* [Assignment]: Among the entries that follow, find every line with the word "resolver" and copy it.

--- Data for this exercise Enclosed Below ---

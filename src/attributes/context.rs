//! Shared handles every attribute store is built with

use crate::attributes::live::LiveAttributes;
use crate::attributes::refund::RefundPolicyRegistry;
use crate::attributes::resolver::ModifierIdentityResolver;
use crate::core::types::{AttributeKey, EntityId};
use crate::sync::SyncSink;
use std::sync::Arc;

/// Read-only view of the host entity handed to refund policies
pub struct HostContext<'a> {
    pub entity: EntityId,
    live: &'a dyn LiveAttributes,
}

impl<'a> HostContext<'a> {
    pub fn new(entity: EntityId, live: &'a dyn LiveAttributes) -> Self {
        Self { entity, live }
    }

    /// Effective live value of an attribute, 0.0 when the host has none
    pub fn attribute(&self, key: &AttributeKey) -> f64 {
        self.live.attribute_value(self.entity, key).unwrap_or(0.0)
    }
}

/// Startup-built collaborators, cloned into each store
///
/// Cloning copies the `Arc`s only; the resolver and refund registry are never
/// mutated once they are in here.
#[derive(Clone)]
pub struct SyncContext {
    pub resolver: Arc<ModifierIdentityResolver>,
    pub refunds: Arc<RefundPolicyRegistry>,
    pub live: Arc<dyn LiveAttributes>,
    pub sink: Arc<dyn SyncSink>,
}

impl SyncContext {
    pub fn new(
        resolver: Arc<ModifierIdentityResolver>,
        refunds: Arc<RefundPolicyRegistry>,
        live: Arc<dyn LiveAttributes>,
        sink: Arc<dyn SyncSink>,
    ) -> Self {
        Self {
            resolver,
            refunds,
            live,
            sink,
        }
    }
}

--- End of Enclosed Data for this exercise ---

* [Written response]:
use crate::attributes::resolver::ModifierIdentityResolver;
/// Cloning copies the `Arc`s only; the resolver and refund registry are never
    pub resolver: Arc<ModifierIdentityResolver>,
        resolver: Arc<ModifierIdentityResolver>,
            resolver,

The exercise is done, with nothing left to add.